TELEVİZYONUN DEĞERLER EĞİTİMİNE ETKİSİ

Modern topluma geçişle birlikte yükselen yaşam standartları, insanı doğadan koparmıştır. Dört duvar içinde hapsedilen çocuğu güvende tutmak, bir kurtarıcı, bakıcı, oyalayıcı, zaman geçiştirici olarak televizyona düşmektedir! Görünürde yaşamı kolaylaştırıcı bir araç olan televizyon, gelecekte ortaya çıkabilecek ekran bağımlısı, anti sosyal, okumaktan hoşlanmayan, reel yaşam ve doğadan uzak bireylerin yetişmesinin ana faktörü olarak, evlerimizde sürekli açık olarak durmaktadır. Anne-babalar, yetersizlikten, değersizlikten, güvensizlikten ve yalnızlıktan kurtulmuş, benliğini ve kişiliğini sağlıklı bir şekilde oturtmuş çocuklara sahip olmak için aşağıda dikkat çekilen noktalara gereken hassasiyeti göstermelidirler.
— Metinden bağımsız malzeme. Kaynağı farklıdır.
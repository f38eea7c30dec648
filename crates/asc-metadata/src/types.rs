//! Local metadata records and per-item outcomes.

use std::path::PathBuf;

use asc_connect::{AppInfoLocalizationAttributes, ReviewDetailAttributes, VersionLocalizationAttributes};
use serde::Serialize;

use crate::locale::Locale;
use crate::screenshots::DisplayType;

/// Something a run deliberately left out.
#[derive(Debug, Clone, PartialEq, Eq, Serialize)]
pub struct SkippedItem {
    pub path: String,
    pub reason: String,
}

impl SkippedItem {
    pub fn new(path: impl Into<String>, reason: impl Into<String>) -> Self {
        Self {
            path: path.into(),
            reason: reason.into(),
        }
    }
}

/// Version-level text for one locale, as read from `metadata/<locale>/`.
#[derive(Debug, Clone, PartialEq, Eq, Serialize)]
pub struct VersionLocalization {
    pub locale: Locale,
    #[serde(flatten)]
    pub fields: VersionLocalizationAttributes,
}

/// App-level text for one locale.
#[derive(Debug, Clone, PartialEq, Eq, Serialize)]
pub struct AppInfoLocalization {
    pub locale: Locale,
    #[serde(flatten)]
    pub fields: AppInfoLocalizationAttributes,
}

/// Contents of `metadata/review_information/`. Every field is optional and
/// only the ones present take part in comparisons.
#[derive(Debug, Clone, Default, PartialEq, Eq, Serialize)]
pub struct ReviewInformation {
    #[serde(skip_serializing_if = "Option::is_none")]
    pub first_name: Option<String>,
    #[serde(skip_serializing_if = "Option::is_none")]
    pub last_name: Option<String>,
    #[serde(skip_serializing_if = "Option::is_none")]
    pub phone_number: Option<String>,
    #[serde(skip_serializing_if = "Option::is_none")]
    pub email_address: Option<String>,
    #[serde(skip_serializing_if = "Option::is_none")]
    pub demo_user: Option<String>,
    #[serde(skip_serializing_if = "Option::is_none")]
    pub demo_password: Option<String>,
    #[serde(skip_serializing_if = "Option::is_none")]
    pub demo_account_required: Option<bool>,
    #[serde(skip_serializing_if = "Option::is_none")]
    pub notes: Option<String>,
}

impl ReviewInformation {
    /// Number of fields that are set.
    pub fn field_count(&self) -> usize {
        let text = [
            &self.first_name,
            &self.last_name,
            &self.phone_number,
            &self.email_address,
            &self.demo_user,
            &self.demo_password,
            &self.notes,
        ]
        .iter()
        .filter(|v| v.is_some())
        .count();
        text + usize::from(self.demo_account_required.is_some())
    }

    pub fn is_empty(&self) -> bool {
        self.field_count() == 0
    }

    pub fn to_attributes(&self) -> ReviewDetailAttributes {
        ReviewDetailAttributes {
            contact_first_name: self.first_name.clone(),
            contact_last_name: self.last_name.clone(),
            contact_phone: self.phone_number.clone(),
            contact_email: self.email_address.clone(),
            demo_account_name: self.demo_user.clone(),
            demo_account_password: self.demo_password.clone(),
            demo_account_required: self.demo_account_required,
            notes: self.notes.clone(),
        }
    }

    pub fn from_attributes(attributes: &ReviewDetailAttributes) -> Self {
        let non_empty = |v: &Option<String>| v.clone().filter(|s| !s.is_empty());
        Self {
            first_name: non_empty(&attributes.contact_first_name),
            last_name: non_empty(&attributes.contact_last_name),
            phone_number: non_empty(&attributes.contact_phone),
            email_address: non_empty(&attributes.contact_email),
            demo_user: non_empty(&attributes.demo_account_name),
            demo_password: non_empty(&attributes.demo_account_password),
            demo_account_required: attributes.demo_account_required,
            notes: non_empty(&attributes.notes),
        }
    }

    /// True if every field set here has the same value remotely. Unset
    /// local fields never cause a mismatch.
    pub fn matches(&self, remote: &ReviewDetailAttributes) -> bool {
        fn same(local: &Option<String>, remote: &Option<String>) -> bool {
            match local {
                Some(value) => remote.as_deref() == Some(value.as_str()),
                None => true,
            }
        }

        same(&self.first_name, &remote.contact_first_name)
            && same(&self.last_name, &remote.contact_last_name)
            && same(&self.phone_number, &remote.contact_phone)
            && same(&self.email_address, &remote.contact_email)
            && same(&self.demo_user, &remote.demo_account_name)
            && same(&self.demo_password, &remote.demo_account_password)
            && same(&self.notes, &remote.notes)
            && self
                .demo_account_required
                .map_or(true, |required| remote.demo_account_required == Some(required))
    }
}

/// Files to upload into one (locale, display type) screenshot set, in
/// upload order.
#[derive(Debug, Clone, PartialEq, Eq, Serialize)]
pub struct ScreenshotPlan {
    pub locale: Locale,
    pub display_type: DisplayType,
    pub files: Vec<PathBuf>,
}

/// What reconciliation did, or would do in a dry run.
#[derive(Debug, Clone, Copy, PartialEq, Eq, Serialize)]
#[serde(rename_all = "snake_case")]
pub enum UploadAction {
    Create,
    Update,
    Skip,
}

impl std::fmt::Display for UploadAction {
    fn fmt(&self, f: &mut std::fmt::Formatter<'_>) -> std::fmt::Result {
        match self {
            UploadAction::Create => write!(f, "create"),
            UploadAction::Update => write!(f, "update"),
            UploadAction::Skip => write!(f, "skip"),
        }
    }
}

/// Which remote collection a localization belongs to.
#[derive(Debug, Clone, Copy, PartialEq, Eq, Serialize)]
#[serde(rename_all = "snake_case")]
pub enum LocalizationKind {
    Version,
    AppInfo,
}

impl std::fmt::Display for LocalizationKind {
    fn fmt(&self, f: &mut std::fmt::Formatter<'_>) -> std::fmt::Result {
        match self {
            LocalizationKind::Version => write!(f, "version"),
            LocalizationKind::AppInfo => write!(f, "app info"),
        }
    }
}

/// Outcome for one localization.
#[derive(Debug, Clone, PartialEq, Eq, Serialize)]
pub struct LocalizationUploadItem {
    pub kind: LocalizationKind,
    pub locale: String,
    pub field_count: usize,
    pub action: UploadAction,
    /// `None` only for creates in a dry run
    pub remote_id: Option<String>,
}

/// Outcome for the review information resource.
#[derive(Debug, Clone, PartialEq, Eq, Serialize)]
pub struct ReviewUploadItem {
    pub field_count: usize,
    pub action: UploadAction,
    pub remote_id: Option<String>,
}

/// Outcome for one screenshot file.
#[derive(Debug, Clone, PartialEq, Eq, Serialize)]
pub struct ScreenshotUploadItem {
    pub locale: String,
    pub display_type: DisplayType,
    pub file_name: String,
    pub action: UploadAction,
    pub asset_id: Option<String>,
    #[serde(skip_serializing_if = "Option::is_none")]
    pub reason: Option<String>,
}

#[cfg(test)]
mod tests {
    use super::*;

    #[test]
    fn test_review_matches_only_specified_fields() {
        let local = ReviewInformation {
            email_address: Some("review@example.com".to_string()),
            demo_account_required: Some(false),
            ..Default::default()
        };
        let remote = ReviewDetailAttributes {
            contact_first_name: Some("Ada".to_string()),
            contact_email: Some("review@example.com".to_string()),
            demo_account_required: Some(false),
            notes: Some("anything".to_string()),
            ..Default::default()
        };
        assert!(local.matches(&remote));

        let changed = ReviewInformation {
            notes: Some("new notes".to_string()),
            ..local.clone()
        };
        assert!(!changed.matches(&remote));

        let required = ReviewInformation {
            demo_account_required: Some(true),
            ..Default::default()
        };
        assert!(!required.matches(&ReviewDetailAttributes::default()));
    }

    #[test]
    fn test_review_attribute_mapping() {
        let info = ReviewInformation {
            first_name: Some("Ada".to_string()),
            demo_user: Some("demo".to_string()),
            demo_account_required: Some(true),
            ..Default::default()
        };
        let attributes = info.to_attributes();
        assert_eq!(attributes.contact_first_name.as_deref(), Some("Ada"));
        assert_eq!(attributes.demo_account_name.as_deref(), Some("demo"));
        assert_eq!(ReviewInformation::from_attributes(&attributes), info);
        assert_eq!(info.field_count(), 3);
        assert!(ReviewInformation::default().is_empty());
    }

    #[test]
    fn test_localization_serializes_flat() {
        let loc = VersionLocalization {
            locale: Locale::parse("en_us").unwrap(),
            fields: VersionLocalizationAttributes {
                keywords: Some("a,b".to_string()),
                ..Default::default()
            },
        };
        let json = serde_json::to_value(&loc).unwrap();
        assert_eq!(json["locale"], "en-US");
        assert_eq!(json["keywords"], "a,b");
        assert!(json.get("description").is_none());
    }
}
•             0-2 yaş arası çocuklara televizyon izlettirilmemeli, bunun yerine kişilerle karşılıklı etkileşim ve sosyal ilişkilere dayalı etkinlikler yaptırılmalıdır.

•             2-10 yaş arası çocuklara günde 1-2 saati geçmeyecek şekilde, yaş seviyelerine uygun ve olumlu karakterlerin ağırlıkta olduğu programlar seçilerek izletilebilir.

•             Çocukların gelişimlerine uygun programları televizyonda bulmak zor oluyorsa uygun olarak hazırlanmış cd, VCD ve DVD’lerden yararlanılmalıdır.

•             12 yaşından önce çocuklara stres yapıcı programların seyrettirilmesi uygun değildir.

•             Dizilerde, kliplerde, haberlerde ve filmlerde şiddet sahneleri olduğu öngörülüyorsa çocuğa izlettirilmemesi tercih edilmeli, eğer çocuk bir şekilde bu görüntülere maruz kaldıysa da üzerinde konuşulmalı, değerlendirilmesi beraber yapılmalıdır. 

•             Birlikte zaman geçirilmesi için kitap okuma, yemek pişirme, oyun oynama, sohbet etme gibi karşılıklı etkileşimin olduğu aktiviteler tercih edilmelidir.

•             Anne-babanın izlediği programlar çocuklardan farklı olmalıdır Birlikte televizyon izlenirken, uygun olmadığı düşünülen film ya da dizi başladığında çocuk ilgisini çekecek başka bir etkinliğe yönlendirilmelidir. Uyku saati geldiğinde yatağına gitmesi gerektiği hatırlatılmalıdır.